### [What you should do]
Output only the lines from the start of the entries through the line holding "impl<S: Send +". Each line must match the original exactly.

### [Task material]
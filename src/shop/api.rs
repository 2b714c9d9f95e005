use std::convert::Infallible;
use std::sync::Arc;

use axum::{
    Json, Router,
    extract::{FromRequestParts, Query, State},
    http::{StatusCode, Uri, request::Parts},
    response::{IntoResponse, Response},
    routing::{get, post},
};
use serde::{Deserialize, Serialize};
use tokio::sync::broadcast;

use super::actions::{
    ActionOutcome, CustomerMutation, ErrorContext, ErrorReporter, FailureKind, ShopActions,
    TicketMutation,
};
use super::db::DbHandle;
use super::form::{FormController, Mutation, SubmitBlocked, submitted_customer, submitted_ticket};
use super::models::Capabilities;
use super::notify::{CollectingNotifier, Notification};
use super::pages::{self, ExplainKind, FormPage};
use super::poll::Revision;
use super::schema::{CustomerInput, FormSchema, TicketInput};
use super::view_state::ViewState;
use crate::config::ShopConfig;
use crate::errors::ShopError;

// ── Shared application state ──────────────────────────────────────────

pub struct AppState {
    pub db: DbHandle,
    pub ws_tx: broadcast::Sender<String>,
    pub actions: ShopActions,
    pub config: ShopConfig,
}

impl AppState {
    pub fn new(db: DbHandle, config: ShopConfig, reporter: Arc<dyn ErrorReporter>) -> Self {
        let (ws_tx, _rx) = broadcast::channel::<String>(256);
        let actions = ShopActions::new(db.clone(), Revision::default(), ws_tx.clone(), reporter);
        Self {
            db,
            ws_tx,
            actions,
            config,
        }
    }
}

pub type SharedState = Arc<AppState>;

// ── Caller identity ───────────────────────────────────────────────────

pub const USER_EMAIL_HEADER: &str = "x-user-email";
pub const USER_PERMISSIONS_HEADER: &str = "x-user-permissions";

/// The caller's capabilities, taken from the identity headers the auth
/// proxy sets. Missing headers mean an anonymous, non-manager caller.
pub struct Caller(pub Capabilities);

impl<S: Send + Sync> FromRequestParts<S> for Caller {
    type Rejection = Infallible;

    async fn from_request_parts(parts: &mut Parts, _state: &S) -> Result<Self, Self::Rejection> {
        let header = |name: &str| {
            parts
                .headers
                .get(name)
                .and_then(|v| v.to_str().ok())
                .map(str::trim)
                .filter(|v| !v.is_empty())
                .map(str::to_string)
        };
        let email = header(USER_EMAIL_HEADER);
        let permissions = header(USER_PERMISSIONS_HEADER).unwrap_or_default();
        Ok(Caller(Capabilities::from_permissions(email, &permissions)))
    }
}

// ── Error handling ────────────────────────────────────────────────────

pub enum ApiError {
    NotFound(String),
    BadRequest(String),
    Internal(String),
}

impl IntoResponse for ApiError {
    fn into_response(self) -> Response {
        let (status, message) = match self {
            ApiError::NotFound(msg) => (StatusCode::NOT_FOUND, msg),
            ApiError::BadRequest(msg) => (StatusCode::BAD_REQUEST, msg),
            ApiError::Internal(msg) => (StatusCode::INTERNAL_SERVER_ERROR, msg),
        };
        (status, Json(serde_json::json!({"error": message}))).into_response()
    }
}

/// An unexpected failure while loading a page: report it, then fail the
/// request with a generic 500.
fn page_error(state: &AppState, action_name: &'static str, input: &impl Serialize, err: ShopError) -> ApiError {
    let context = ErrorContext::new(action_name, input);
    state.actions.reporter().capture(&err, &context);
    ApiError::Internal(err.to_string())
}

pub fn failure_status(kind: FailureKind) -> StatusCode {
    match kind {
        FailureKind::Duplicate | FailureKind::BadRequest => StatusCode::BAD_REQUEST,
        FailureKind::Forbidden => StatusCode::FORBIDDEN,
        FailureKind::NotFound => StatusCode::NOT_FOUND,
        FailureKind::Database | FailureKind::Internal => StatusCode::INTERNAL_SERVER_ERROR,
    }
}

// ── Router ────────────────────────────────────────────────────────────

pub fn api_router() -> Router<SharedState> {
    Router::new()
        .route("/tickets", get(ticket_search))
        .route("/tickets/form", get(ticket_form_page))
        .route("/customers", get(customer_search))
        .route("/customers/form", get(customer_form_page))
        .route("/api/customers", post(save_customer))
        .route("/api/tickets", post(save_ticket))
        .route("/api/revision", get(get_revision))
        .route("/health", get(health_check))
}

// ── Handlers ──────────────────────────────────────────────────────────

async fn health_check() -> &'static str {
    "ok"
}

async fn get_revision(State(state): State<SharedState>) -> Json<serde_json::Value> {
    Json(serde_json::json!({ "revision": state.actions.revision().current() }))
}

async fn ticket_search(State(state): State<SharedState>, uri: Uri) -> Result<Response, ApiError> {
    let view = ViewState::from_uri(&uri);
    let query = view.to_query_string();
    let page = pages::load_ticket_search(&state.db, view, state.config.tables.ticket_page_size)
        .await
        .map_err(|e| page_error(&state, "getTicketSearchResults", &query, e))?;
    let page = page.with_live_poll(state.config.poll.interval_secs, state.actions.revision().current());
    Ok(Json(page).into_response())
}

async fn customer_search(State(state): State<SharedState>, uri: Uri) -> Result<Response, ApiError> {
    let view = ViewState::from_uri(&uri);
    let query = view.to_query_string();
    let page = pages::load_customer_search(&state.db, view, state.config.tables.customer_page_size)
        .await
        .map_err(|e| page_error(&state, "getCustomerSearchResults", &query, e))?;
    let page = page.with_live_poll(state.config.poll.interval_secs, state.actions.revision().current());
    Ok(Json(page).into_response())
}

#[derive(Debug, Deserialize, Serialize)]
#[serde(rename_all = "camelCase")]
pub struct CustomerFormQuery {
    pub customer_id: Option<String>,
}

#[derive(Debug, Deserialize, Serialize)]
#[serde(rename_all = "camelCase")]
pub struct TicketFormQuery {
    pub customer_id: Option<String>,
    pub ticket_id: Option<String>,
}

fn form_page_response(page: FormPage) -> Response {
    let status = match &page {
        FormPage::Explain(view) => match view.kind {
            ExplainKind::NotFound => StatusCode::NOT_FOUND,
            ExplainKind::MissingIds | ExplainKind::Inactive => StatusCode::BAD_REQUEST,
        },
        _ => StatusCode::OK,
    };
    (status, Json(page)).into_response()
}

async fn customer_form_page(
    State(state): State<SharedState>,
    Caller(caps): Caller,
    Query(query): Query<CustomerFormQuery>,
) -> Result<Response, ApiError> {
    let page = pages::load_customer_form(&state.db, &caps, query.customer_id.as_deref())
        .await
        .map_err(|e| page_error(&state, "loadCustomerForm", &query, e))?;
    Ok(form_page_response(page))
}

async fn ticket_form_page(
    State(state): State<SharedState>,
    Caller(caps): Caller,
    Query(query): Query<TicketFormQuery>,
) -> Result<Response, ApiError> {
    let page = pages::load_ticket_form(
        &state.db,
        &caps,
        query.customer_id.as_deref(),
        query.ticket_id.as_deref(),
        &state.config.shop.technicians,
    )
    .await
    .map_err(|e| page_error(&state, "loadTicketForm", &query, e))?;
    Ok(form_page_response(page))
}

#[derive(Serialize)]
pub struct SaveResponse {
    #[serde(flatten)]
    pub outcome: ActionOutcome,
    #[serde(skip_serializing_if = "Option::is_none")]
    pub notification: Option<Notification>,
}

/// Run a client-filled form through validation and its mutation, then
/// answer with the outcome and the one notification it produced.
async fn submit<S: FormSchema>(mut form: FormController<S>, mutation: &dyn Mutation<S>) -> Response {
    let notifier = CollectingNotifier::default();
    let outcome = match form.submit(mutation, &notifier).await {
        Ok(()) => form.last_result().cloned(),
        Err(SubmitBlocked::Invalid(validation_errors)) => Some(ActionOutcome::Invalid { validation_errors }),
        Err(blocked) => {
            return ApiError::BadRequest(blocked.to_string()).into_response();
        }
    };
    let Some(outcome) = outcome else {
        return ApiError::Internal("Save finished without a result".into()).into_response();
    };
    let status = match &outcome {
        ActionOutcome::Saved { .. } => StatusCode::OK,
        ActionOutcome::Invalid { .. } => StatusCode::UNPROCESSABLE_ENTITY,
        ActionOutcome::Failed { kind, .. } => failure_status(*kind),
    };
    let notification = notifier.take().into_iter().next();
    (status, Json(SaveResponse { outcome, notification })).into_response()
}

async fn save_customer(
    State(state): State<SharedState>,
    Caller(caps): Caller,
    Json(input): Json<CustomerInput>,
) -> Response {
    let mutation = CustomerMutation {
        actions: state.actions.clone(),
        caps,
    };
    submit(submitted_customer(input), &mutation).await
}

async fn save_ticket(
    State(state): State<SharedState>,
    Caller(caps): Caller,
    Json(input): Json<TicketInput>,
) -> Response {
    let mutation = TicketMutation {
        actions: state.actions.clone(),
        caps,
    };
    submit(submitted_ticket(input), &mutation).await
}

### [Result]
filename src/shop/api.rs
repository 2b714c9d9f95e005
use std::convert::Infallible;
use std::sync::Arc;

use axum::{
    Json, Router,
    extract::{FromRequestParts, Query, State},
    http::{StatusCode, Uri, request::Parts},
    response::{IntoResponse, Response},
    routing::{get, post},
};
use serde::{Deserialize, Serialize};
use tokio::sync::broadcast;

use super::actions::{
    ActionOutcome, CustomerMutation, ErrorContext, ErrorReporter, FailureKind, ShopActions,
    TicketMutation,
};
use super::db::DbHandle;
use super::form::{FormController, Mutation, SubmitBlocked, submitted_customer, submitted_ticket};
use super::models::Capabilities;
use super::notify::{CollectingNotifier, Notification};
use super::pages::{self, ExplainKind, FormPage};
use super::poll::Revision;
use super::schema::{CustomerInput, FormSchema, TicketInput};
use super::view_state::ViewState;
use crate::config::ShopConfig;
use crate::errors::ShopError;

// ── Shared application state ──────────────────────────────────────────

pub struct AppState {
    pub db: DbHandle,
    pub ws_tx: broadcast::Sender<String>,
    pub actions: ShopActions,
    pub config: ShopConfig,
}

impl AppState {
    pub fn new(db: DbHandle, config: ShopConfig, reporter: Arc<dyn ErrorReporter>) -> Self {
        let (ws_tx, _rx) = broadcast::channel::<String>(256);
        let actions = ShopActions::new(db.clone(), Revision::default(), ws_tx.clone(), reporter);
        Self {
            db,
            ws_tx,
            actions,
            config,
        }
    }
}

pub type SharedState = Arc<AppState>;

// ── Caller identity ───────────────────────────────────────────────────

pub const USER_EMAIL_HEADER: &str = "x-user-email";
pub const USER_PERMISSIONS_HEADER: &str = "x-user-permissions";

/// The caller's capabilities, taken from the identity headers the auth
/// proxy sets. Missing headers mean an anonymous, non-manager caller.
pub struct Caller(pub Capabilities);

impl<S: Send + Sync> FromRequestParts<S> for Caller {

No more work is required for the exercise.